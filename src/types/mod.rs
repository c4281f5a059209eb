// ABOUTME: Validated domain types shared by the detector, engine and suite.
// ABOUTME: Ecosystem identifiers and locally built image tags.

mod ecosystem_id;
mod image_tag;

pub use ecosystem_id::{EcosystemId, EcosystemIdError};
pub use image_tag::{ImageTag, ParseImageTagError, new_run_id};
// ABOUTME: Command-line interface definition using clap derive macros.
// ABOUTME: Defines all subcommands, their arguments and the global output flags.

use boxrun::config::ImagePolicy;
use clap::{Parser, Subcommand};
use std::path::PathBuf;

#[derive(Parser)]
#[command(name = "boxrun")]
#[command(about = "Detect a project's language and run it in a disposable container")]
#[command(version)]
pub struct Cli {
    /// Enable debug logging
    #[arg(short, long, global = true)]
    pub verbose: bool,

    /// Only print final results
    #[arg(short, long, global = true, conflicts_with = "json")]
    pub quiet: bool,

    /// Print JSON lines instead of text
    #[arg(long, global = true)]
    pub json: bool,

    /// Path to a config file (default: discover boxrun.yml in the current directory)
    #[arg(short, long, global = true)]
    pub config: Option<PathBuf>,

    #[command(subcommand)]
    pub command: Commands,
}

#[derive(Subcommand)]
pub enum Commands {
    /// Detect, build and run a project from a directory or git URL
    Run {
        /// Local directory or git URL (http, https, git@, ssh)
        source: String,

        /// Skip detection and use this ecosystem
        #[arg(short, long)]
        lang: Option<String>,

        /// Do not ask for confirmation of the detected ecosystem
        #[arg(short, long)]
        yes: bool,

        /// Require this text in the container's stdout
        #[arg(short, long)]
        marker: Option<String>,
    },

    /// Print the detected ecosystem of a directory
    Detect {
        /// Project directory
        #[arg(default_value = ".")]
        path: PathBuf,
    },

    /// List the ecosystems boxrun can detect
    Languages,

    /// Run the fixture suite and write a report
    Suite {
        /// Only run cases of this ecosystem
        #[arg(long)]
        only: Option<String>,

        /// Number of cases to run concurrently
        #[arg(short, long)]
        jobs: Option<usize>,

        /// When to remove built images: keep, before, after or both
        #[arg(long)]
        images: Option<ImagePolicy>,

        /// Fixture projects directory
        #[arg(long)]
        fixtures: Option<PathBuf>,

        /// Directory for test_results.json and report.html
        #[arg(long)]
        results: Option<PathBuf>,

        /// Write missing built-in fixture projects before running
        #[arg(long)]
        generate: bool,

        /// Run the critical cases first and ask before continuing if they fail
        #[arg(long)]
        preflight: bool,

        /// Continue after a failed preflight without asking
        #[arg(short, long)]
        yes: bool,
    },

    /// Remove every image built by boxrun
    Clean,

    /// Initialize a new boxrun.yml configuration file
    Init {
        /// Overwrite an existing boxrun.yml
        #[arg(short, long)]
        force: bool,
    },
}
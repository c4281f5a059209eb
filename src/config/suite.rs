// ABOUTME: Batch-mode settings: fixture location, report directory and case list.
// ABOUTME: Falls back to the built-in fixture catalog when no cases are configured.

use nonempty::NonEmpty;
use serde::Deserialize;
use std::path::PathBuf;

use super::deserialize::deserialize_cases;
use super::image_policy::ImagePolicy;
use crate::suite::{FixtureCase, default_cases};

pub const DEFAULT_FIXTURES_DIR: &str = "test_projects";
pub const DEFAULT_RESULTS_DIR: &str = "results";
pub const DEFAULT_SUCCESS_MARKER: &str = "SUCCESS";

#[derive(Debug, Clone, Deserialize)]
pub struct SuiteConfig {
    #[serde(default = "default_fixtures_dir")]
    pub fixtures_dir: PathBuf,

    #[serde(default = "default_results_dir")]
    pub results_dir: PathBuf,

    #[serde(default = "default_success_marker")]
    pub success_marker: String,

    #[serde(default = "default_jobs")]
    pub jobs: usize,

    #[serde(default)]
    pub images: ImagePolicy,

    #[serde(default, deserialize_with = "deserialize_cases")]
    pub cases: Option<NonEmpty<FixtureCase>>,
}

impl Default for SuiteConfig {
    fn default() -> Self {
        Self {
            fixtures_dir: default_fixtures_dir(),
            results_dir: default_results_dir(),
            success_marker: default_success_marker(),
            jobs: default_jobs(),
            images: ImagePolicy::default(),
            cases: None,
        }
    }
}

impl SuiteConfig {
    /// Configured cases, or the built-in catalog.
    pub fn cases(&self) -> Vec<FixtureCase> {
        match &self.cases {
            Some(cases) => cases.iter().cloned().collect(),
            None => default_cases(),
        }
    }
}

fn default_fixtures_dir() -> PathBuf {
    PathBuf::from(DEFAULT_FIXTURES_DIR)
}

fn default_results_dir() -> PathBuf {
    PathBuf::from(DEFAULT_RESULTS_DIR)
}

fn default_success_marker() -> String {
    DEFAULT_SUCCESS_MARKER.to_string()
}

fn default_jobs() -> usize {
    1
}
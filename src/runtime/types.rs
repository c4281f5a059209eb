// ABOUTME: Engine type definitions for Docker and Podman.
// ABOUTME: Includes RuntimeType, the resolved EngineInfo and the config override.

use serde::{Deserialize, Serialize};
use std::path::PathBuf;

/// The container engine flavour.
#[derive(Debug, Clone, Copy, PartialEq, Eq, Serialize, Deserialize)]
#[serde(rename_all = "lowercase")]
pub enum RuntimeType {
    Docker,
    Podman,
}

impl RuntimeType {
    /// CLI program name looked up on `PATH` when no explicit path is configured.
    pub fn default_program(&self) -> &'static str {
        match self {
            RuntimeType::Docker => "docker",
            RuntimeType::Podman => "podman",
        }
    }
}

impl std::fmt::Display for RuntimeType {
    fn fmt(&self, f: &mut std::fmt::Formatter<'_>) -> std::fmt::Result {
        match self {
            RuntimeType::Docker => write!(f, "docker"),
            RuntimeType::Podman => write!(f, "podman"),
        }
    }
}

/// Resolved engine: which flavour and which program to invoke.
#[derive(Debug, Clone, PartialEq, Eq)]
pub struct EngineInfo {
    pub runtime_type: RuntimeType,
    pub program: PathBuf,
}

impl EngineInfo {
    pub fn new(runtime_type: RuntimeType) -> Self {
        Self {
            runtime_type,
            program: PathBuf::from(runtime_type.default_program()),
        }
    }
}

/// Explicit engine override from configuration.
#[derive(Debug, Clone, Default, PartialEq, Eq, Deserialize)]
pub struct RuntimeConfig {
    /// Explicit engine type (overrides auto-detection).
    pub runtime: Option<RuntimeType>,
    /// Explicit CLI program (overrides the default name).
    pub program: Option<PathBuf>,
}
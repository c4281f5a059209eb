// ABOUTME: Container engine capability trait: build, run, ping and image cleanup.
// ABOUTME: Shared request/response types for engine invocations.

use super::sealed::Sealed;
use crate::types::ImageTag;
use async_trait::async_trait;
use std::path::Path;
use std::time::Duration;

/// Label stamped on every image boxrun builds, used for cleanup.
pub const MANAGED_LABEL: &str = "boxrun.managed=true";

/// Captured result of one finished engine process.
#[derive(Debug, Clone, Default, PartialEq, Eq)]
pub struct EngineOutput {
    /// `None` when the process was ended by a signal.
    pub exit_code: Option<i32>,
    pub stdout: String,
    pub stderr: String,
}

impl EngineOutput {
    pub fn success(&self) -> bool {
        self.exit_code == Some(0)
    }

    /// stdout and stderr joined for diagnostics.
    pub fn combined(&self) -> String {
        match (self.stdout.is_empty(), self.stderr.is_empty()) {
            (_, true) => self.stdout.clone(),
            (true, false) => self.stderr.clone(),
            (false, false) => format!("{}\n{}", self.stdout.trim_end(), self.stderr),
        }
    }
}

/// Image build parameters.
#[derive(Debug, Clone)]
pub struct BuildRequest<'a> {
    pub context: &'a Path,
    pub tag: &'a ImageTag,
    pub build_args: &'a [(String, String)],
    pub timeout: Duration,
}

/// Container run parameters. The container is always removed after exit.
#[derive(Debug, Clone)]
pub struct RunRequest<'a> {
    pub tag: &'a ImageTag,
    pub container_name: &'a str,
    pub timeout: Duration,
}

/// Engine capabilities the pipeline relies on.
///
/// `build` and `run` return `Ok` for any process that ran to completion,
/// whatever its exit code; `Err` is reserved for the engine being unusable
/// or the step running out of time.
#[async_trait]
pub trait ContainerEngine: Sealed + Send + Sync {
    /// Build an image from a staged context.
    async fn build(&self, request: &BuildRequest<'_>) -> Result<EngineOutput, EngineError>;

    /// Run an image to completion.
    async fn run(&self, request: &RunRequest<'_>) -> Result<EngineOutput, EngineError>;

    /// Check that the engine and its daemon answer.
    async fn ping(&self) -> Result<String, EngineError>;

    /// Remove every image carrying [`MANAGED_LABEL`]; returns how many were removed.
    async fn remove_managed_images(&self) -> Result<usize, EngineError>;
}

/// Errors from engine invocations.
#[derive(Debug, Clone, thiserror::Error, PartialEq, Eq)]
pub enum EngineError {
    #[error("container engine unavailable: {0}")]
    Unavailable(String),

    #[error("timed out after {}", format_budget(.0))]
    Timeout(Duration),

    #[error("`{command}` failed with exit code {code:?}: {output}")]
    CommandFailed {
        command: String,
        code: Option<i32>,
        output: String,
    },
}

fn format_budget(budget: &Duration) -> humantime_serde::re::humantime::FormattedDuration {
    humantime_serde::re::humantime::format_duration(*budget)
}

#[cfg(test)]
mod tests {
    use super::*;

    #[test]
    fn success_requires_zero_exit() {
        let ok = EngineOutput {
            exit_code: Some(0),
            ..Default::default()
        };
        let signalled = EngineOutput::default();
        assert!(ok.success());
        assert!(!signalled.success());
    }

    #[test]
    fn combined_joins_streams() {
        let out = EngineOutput {
            exit_code: Some(1),
            stdout: "step 1\n".to_string(),
            stderr: "boom".to_string(),
        };
        assert_eq!(out.combined(), "step 1\nboom");
    }

    #[test]
    fn timeout_message_keeps_sub_second_budgets() {
        let err = EngineError::Timeout(Duration::from_millis(250));
        assert_eq!(err.to_string(), "timed out after 250ms");
    }
}
// ABOUTME: Structured pipeline verdict: error kind, exit code and captured output.
// ABOUTME: Serialized verbatim into the batch report.

use serde::{Deserialize, Serialize};
use std::fmt;

/// Captured streams longer than this keep only their tail.
pub const MAX_CAPTURED_BYTES: usize = 64 * 1024;

/// Failure categories of the pipeline.
#[derive(Debug, Clone, Copy, PartialEq, Eq, Hash, Serialize, Deserialize)]
#[serde(rename_all = "SCREAMING_SNAKE_CASE")]
pub enum ErrorKind {
    NoLanguageDetected,
    StageError,
    EngineUnavailable,
    BuildError,
    BuildTimeout,
    RunError,
    RunTimeout,
}

impl ErrorKind {
    pub fn as_str(&self) -> &'static str {
        match self {
            ErrorKind::NoLanguageDetected => "NO_LANGUAGE_DETECTED",
            ErrorKind::StageError => "STAGE_ERROR",
            ErrorKind::EngineUnavailable => "ENGINE_UNAVAILABLE",
            ErrorKind::BuildError => "BUILD_ERROR",
            ErrorKind::BuildTimeout => "BUILD_TIMEOUT",
            ErrorKind::RunError => "RUN_ERROR",
            ErrorKind::RunTimeout => "RUN_TIMEOUT",
        }
    }
}

impl fmt::Display for ErrorKind {
    fn fmt(&self, f: &mut fmt::Formatter<'_>) -> fmt::Result {
        f.write_str(self.as_str())
    }
}

/// Result of one pipeline invocation.
#[derive(Debug, Clone, PartialEq, Eq, Serialize, Deserialize)]
pub struct ExecutionOutcome {
    pub succeeded: bool,
    pub exit_code: Option<i32>,
    pub stdout: String,
    pub stderr: String,
    #[serde(skip_serializing_if = "Option::is_none")]
    pub error_kind: Option<ErrorKind>,
    /// Human-readable explanation accompanying `error_kind`.
    #[serde(skip_serializing_if = "Option::is_none")]
    pub diagnostic: Option<String>,
}

impl ExecutionOutcome {
    pub fn success(exit_code: Option<i32>, stdout: &str, stderr: &str) -> Self {
        Self {
            succeeded: true,
            exit_code,
            stdout: tail(stdout),
            stderr: tail(stderr),
            error_kind: None,
            diagnostic: None,
        }
    }

    pub fn failure(kind: ErrorKind, diagnostic: impl Into<String>) -> Self {
        Self {
            succeeded: false,
            exit_code: None,
            stdout: String::new(),
            stderr: String::new(),
            error_kind: Some(kind),
            diagnostic: Some(diagnostic.into()),
        }
    }

    /// Attach captured process output to a failure.
    pub fn with_output(mut self, exit_code: Option<i32>, stdout: &str, stderr: &str) -> Self {
        self.exit_code = exit_code;
        self.stdout = tail(stdout);
        self.stderr = tail(stderr);
        self
    }

    pub fn no_language_detected(project: &str) -> Self {
        Self::failure(
            ErrorKind::NoLanguageDetected,
            format!("could not determine the language of {project}"),
        )
    }
}

/// Keep at most the last [`MAX_CAPTURED_BYTES`] of `text`, on a char boundary.
fn tail(text: &str) -> String {
    if text.len() <= MAX_CAPTURED_BYTES {
        return text.to_string();
    }
    let mut start = text.len() - MAX_CAPTURED_BYTES;
    while !text.is_char_boundary(start) {
        start += 1;
    }
    text[start..].to_string()
}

◇ ◇ ◇ ◇ ◇

> _Your instructions_
Copy out exactly, and only, the lines from the one that contains "let mut start" through the last line of the material above.

> _Solution to the exercise_
    let mut start = text.len() - MAX_CAPTURED_BYTES;
    while !text.is_char_boundary(start) {
        start += 1;
    }
    text[start..].to_string()
}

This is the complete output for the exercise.